(The records):
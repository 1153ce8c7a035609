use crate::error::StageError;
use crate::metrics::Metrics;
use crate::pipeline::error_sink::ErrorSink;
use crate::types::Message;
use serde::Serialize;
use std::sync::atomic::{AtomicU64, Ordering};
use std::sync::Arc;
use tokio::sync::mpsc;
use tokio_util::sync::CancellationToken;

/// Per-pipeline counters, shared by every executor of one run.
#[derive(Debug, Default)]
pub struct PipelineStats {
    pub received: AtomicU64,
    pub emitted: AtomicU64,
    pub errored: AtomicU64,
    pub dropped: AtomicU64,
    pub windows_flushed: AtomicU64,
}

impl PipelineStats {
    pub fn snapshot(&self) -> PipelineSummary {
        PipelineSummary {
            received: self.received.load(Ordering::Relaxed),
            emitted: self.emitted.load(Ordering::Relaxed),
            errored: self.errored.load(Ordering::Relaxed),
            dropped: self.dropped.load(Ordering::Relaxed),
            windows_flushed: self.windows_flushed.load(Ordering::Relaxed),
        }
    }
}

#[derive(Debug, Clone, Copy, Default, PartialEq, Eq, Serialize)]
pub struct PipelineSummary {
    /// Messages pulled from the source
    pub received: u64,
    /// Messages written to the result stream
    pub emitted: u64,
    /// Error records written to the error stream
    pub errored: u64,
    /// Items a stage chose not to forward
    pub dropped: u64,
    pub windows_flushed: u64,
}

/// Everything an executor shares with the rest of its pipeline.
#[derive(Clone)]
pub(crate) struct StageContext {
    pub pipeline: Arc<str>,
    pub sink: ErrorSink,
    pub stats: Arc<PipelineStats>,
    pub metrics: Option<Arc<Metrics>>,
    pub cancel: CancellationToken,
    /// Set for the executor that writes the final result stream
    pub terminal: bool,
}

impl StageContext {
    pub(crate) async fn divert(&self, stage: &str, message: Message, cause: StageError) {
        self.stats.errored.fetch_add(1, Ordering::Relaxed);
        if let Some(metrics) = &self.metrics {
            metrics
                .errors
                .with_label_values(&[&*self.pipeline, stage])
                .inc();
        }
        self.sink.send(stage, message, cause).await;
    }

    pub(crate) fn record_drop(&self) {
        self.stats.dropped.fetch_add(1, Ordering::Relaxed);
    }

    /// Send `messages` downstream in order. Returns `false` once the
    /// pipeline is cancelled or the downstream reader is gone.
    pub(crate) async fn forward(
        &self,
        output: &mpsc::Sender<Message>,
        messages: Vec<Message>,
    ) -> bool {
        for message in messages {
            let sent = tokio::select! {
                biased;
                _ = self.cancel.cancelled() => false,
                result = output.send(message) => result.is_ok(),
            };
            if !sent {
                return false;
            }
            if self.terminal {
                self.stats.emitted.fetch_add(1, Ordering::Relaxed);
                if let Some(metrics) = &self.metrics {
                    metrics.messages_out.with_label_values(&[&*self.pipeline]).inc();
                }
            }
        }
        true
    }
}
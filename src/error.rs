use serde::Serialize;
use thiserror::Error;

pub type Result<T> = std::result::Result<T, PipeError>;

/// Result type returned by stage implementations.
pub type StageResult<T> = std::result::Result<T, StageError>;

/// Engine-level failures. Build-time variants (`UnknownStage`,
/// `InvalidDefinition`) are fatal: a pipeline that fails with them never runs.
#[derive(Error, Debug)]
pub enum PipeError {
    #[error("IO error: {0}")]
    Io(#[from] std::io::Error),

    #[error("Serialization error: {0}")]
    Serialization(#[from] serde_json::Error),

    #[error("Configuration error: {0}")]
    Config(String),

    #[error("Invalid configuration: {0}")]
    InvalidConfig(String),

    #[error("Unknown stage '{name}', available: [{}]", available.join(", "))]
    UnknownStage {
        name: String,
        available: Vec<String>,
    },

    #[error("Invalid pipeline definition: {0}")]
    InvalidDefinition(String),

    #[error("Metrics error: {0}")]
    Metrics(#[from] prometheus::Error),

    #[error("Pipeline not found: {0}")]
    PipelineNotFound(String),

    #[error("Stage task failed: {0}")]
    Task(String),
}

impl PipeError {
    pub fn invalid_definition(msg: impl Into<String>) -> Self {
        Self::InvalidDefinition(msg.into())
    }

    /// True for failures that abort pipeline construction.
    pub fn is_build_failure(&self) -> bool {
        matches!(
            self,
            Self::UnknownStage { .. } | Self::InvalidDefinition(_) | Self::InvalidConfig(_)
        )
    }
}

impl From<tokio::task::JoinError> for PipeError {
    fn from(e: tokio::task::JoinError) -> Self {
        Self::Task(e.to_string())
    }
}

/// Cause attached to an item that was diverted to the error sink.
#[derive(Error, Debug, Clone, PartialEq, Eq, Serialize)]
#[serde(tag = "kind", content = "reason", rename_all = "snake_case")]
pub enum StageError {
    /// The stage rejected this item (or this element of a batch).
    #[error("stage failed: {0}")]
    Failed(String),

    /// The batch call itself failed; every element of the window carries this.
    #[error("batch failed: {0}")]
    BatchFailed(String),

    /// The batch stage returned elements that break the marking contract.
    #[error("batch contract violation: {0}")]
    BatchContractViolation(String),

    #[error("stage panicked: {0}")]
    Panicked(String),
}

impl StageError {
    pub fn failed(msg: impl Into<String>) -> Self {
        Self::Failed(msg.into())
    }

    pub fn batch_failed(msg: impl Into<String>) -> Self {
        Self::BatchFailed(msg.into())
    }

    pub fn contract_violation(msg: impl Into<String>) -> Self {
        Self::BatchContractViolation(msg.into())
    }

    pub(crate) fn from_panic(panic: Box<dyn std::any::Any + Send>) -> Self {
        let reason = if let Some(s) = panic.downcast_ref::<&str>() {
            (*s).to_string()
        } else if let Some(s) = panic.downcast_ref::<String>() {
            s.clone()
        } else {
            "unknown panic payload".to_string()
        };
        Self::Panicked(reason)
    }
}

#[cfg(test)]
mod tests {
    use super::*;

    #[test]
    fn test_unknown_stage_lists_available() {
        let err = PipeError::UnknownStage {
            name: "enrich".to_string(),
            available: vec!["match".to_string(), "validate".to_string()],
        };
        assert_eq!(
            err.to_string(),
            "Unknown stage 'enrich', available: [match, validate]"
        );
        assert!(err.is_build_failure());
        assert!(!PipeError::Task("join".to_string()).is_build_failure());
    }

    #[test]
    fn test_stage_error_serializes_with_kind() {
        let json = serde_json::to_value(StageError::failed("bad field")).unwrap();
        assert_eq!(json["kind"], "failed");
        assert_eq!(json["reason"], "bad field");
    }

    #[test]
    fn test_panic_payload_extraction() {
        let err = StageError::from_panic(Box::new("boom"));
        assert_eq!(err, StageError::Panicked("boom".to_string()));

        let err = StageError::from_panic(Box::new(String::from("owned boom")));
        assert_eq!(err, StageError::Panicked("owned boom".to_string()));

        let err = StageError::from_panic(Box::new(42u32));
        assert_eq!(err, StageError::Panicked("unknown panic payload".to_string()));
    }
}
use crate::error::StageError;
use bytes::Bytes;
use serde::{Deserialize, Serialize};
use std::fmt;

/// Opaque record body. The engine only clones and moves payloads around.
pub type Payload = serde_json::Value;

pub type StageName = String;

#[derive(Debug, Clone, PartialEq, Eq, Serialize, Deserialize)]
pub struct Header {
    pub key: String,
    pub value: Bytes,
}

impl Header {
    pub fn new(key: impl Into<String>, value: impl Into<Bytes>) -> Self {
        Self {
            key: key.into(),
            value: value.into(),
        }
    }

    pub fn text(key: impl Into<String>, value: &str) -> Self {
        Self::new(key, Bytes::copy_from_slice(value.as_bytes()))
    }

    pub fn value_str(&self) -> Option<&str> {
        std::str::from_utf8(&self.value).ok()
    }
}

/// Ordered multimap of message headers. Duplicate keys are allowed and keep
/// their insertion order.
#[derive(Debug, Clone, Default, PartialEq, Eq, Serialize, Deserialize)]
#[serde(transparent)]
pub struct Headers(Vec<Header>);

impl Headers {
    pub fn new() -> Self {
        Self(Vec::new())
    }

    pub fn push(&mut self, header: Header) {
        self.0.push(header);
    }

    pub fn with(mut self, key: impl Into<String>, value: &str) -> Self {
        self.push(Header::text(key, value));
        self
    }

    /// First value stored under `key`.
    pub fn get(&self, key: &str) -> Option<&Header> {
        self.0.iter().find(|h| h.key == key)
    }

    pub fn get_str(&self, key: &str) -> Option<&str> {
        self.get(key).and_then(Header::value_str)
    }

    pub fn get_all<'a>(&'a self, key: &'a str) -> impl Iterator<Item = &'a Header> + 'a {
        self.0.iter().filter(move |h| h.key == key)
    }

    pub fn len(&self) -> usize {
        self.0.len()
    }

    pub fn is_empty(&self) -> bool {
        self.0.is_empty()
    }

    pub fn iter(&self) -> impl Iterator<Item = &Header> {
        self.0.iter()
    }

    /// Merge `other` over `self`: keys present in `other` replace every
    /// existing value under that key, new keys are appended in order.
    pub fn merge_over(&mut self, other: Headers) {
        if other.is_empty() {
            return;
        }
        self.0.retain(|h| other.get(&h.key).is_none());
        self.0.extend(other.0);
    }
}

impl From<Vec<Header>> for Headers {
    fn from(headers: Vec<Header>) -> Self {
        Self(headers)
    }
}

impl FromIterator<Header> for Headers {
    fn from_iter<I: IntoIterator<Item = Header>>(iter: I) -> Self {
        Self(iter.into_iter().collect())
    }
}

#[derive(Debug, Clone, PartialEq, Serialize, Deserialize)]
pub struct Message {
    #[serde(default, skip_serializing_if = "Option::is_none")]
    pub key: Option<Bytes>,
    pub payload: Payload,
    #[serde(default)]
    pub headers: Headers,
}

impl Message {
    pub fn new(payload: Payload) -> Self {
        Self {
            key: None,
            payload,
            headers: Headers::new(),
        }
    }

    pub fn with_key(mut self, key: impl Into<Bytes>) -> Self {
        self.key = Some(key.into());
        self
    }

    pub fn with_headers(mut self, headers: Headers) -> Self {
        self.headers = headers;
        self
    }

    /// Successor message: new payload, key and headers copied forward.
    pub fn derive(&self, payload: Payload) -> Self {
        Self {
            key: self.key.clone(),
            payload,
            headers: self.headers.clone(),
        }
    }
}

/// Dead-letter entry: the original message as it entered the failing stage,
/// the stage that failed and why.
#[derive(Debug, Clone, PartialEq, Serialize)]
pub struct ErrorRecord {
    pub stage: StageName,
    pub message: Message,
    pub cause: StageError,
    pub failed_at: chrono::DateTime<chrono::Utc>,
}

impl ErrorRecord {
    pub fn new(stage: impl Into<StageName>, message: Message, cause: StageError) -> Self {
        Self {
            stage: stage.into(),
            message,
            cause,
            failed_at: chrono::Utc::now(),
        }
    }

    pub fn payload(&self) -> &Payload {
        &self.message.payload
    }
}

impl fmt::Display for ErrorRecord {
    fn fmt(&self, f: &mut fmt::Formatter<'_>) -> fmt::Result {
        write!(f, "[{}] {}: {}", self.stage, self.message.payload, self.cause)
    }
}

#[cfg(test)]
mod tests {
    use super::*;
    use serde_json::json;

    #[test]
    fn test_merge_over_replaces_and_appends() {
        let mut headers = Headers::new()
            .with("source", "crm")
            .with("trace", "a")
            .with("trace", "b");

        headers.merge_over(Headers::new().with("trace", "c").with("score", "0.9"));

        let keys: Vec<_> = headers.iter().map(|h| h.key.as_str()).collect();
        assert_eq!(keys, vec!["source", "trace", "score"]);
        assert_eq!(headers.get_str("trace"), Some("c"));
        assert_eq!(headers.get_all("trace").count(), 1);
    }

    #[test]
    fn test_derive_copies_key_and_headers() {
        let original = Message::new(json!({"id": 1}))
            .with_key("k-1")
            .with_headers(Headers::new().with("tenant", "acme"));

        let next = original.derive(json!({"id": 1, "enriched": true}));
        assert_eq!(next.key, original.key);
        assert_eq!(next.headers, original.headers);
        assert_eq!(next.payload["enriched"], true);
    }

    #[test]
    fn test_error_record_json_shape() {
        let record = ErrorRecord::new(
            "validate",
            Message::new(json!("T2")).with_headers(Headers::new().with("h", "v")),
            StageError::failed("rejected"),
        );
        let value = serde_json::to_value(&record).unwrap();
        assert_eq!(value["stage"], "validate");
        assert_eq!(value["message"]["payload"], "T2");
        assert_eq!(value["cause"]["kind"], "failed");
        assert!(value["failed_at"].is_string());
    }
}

(Exercise):
In the entries above, find lines with "score" and copy each.

(Task solution):
        headers.merge_over(Headers::new().with("trace", "c").with("score", "0.9"));
        assert_eq!(keys, vec!["source", "trace", "score"]);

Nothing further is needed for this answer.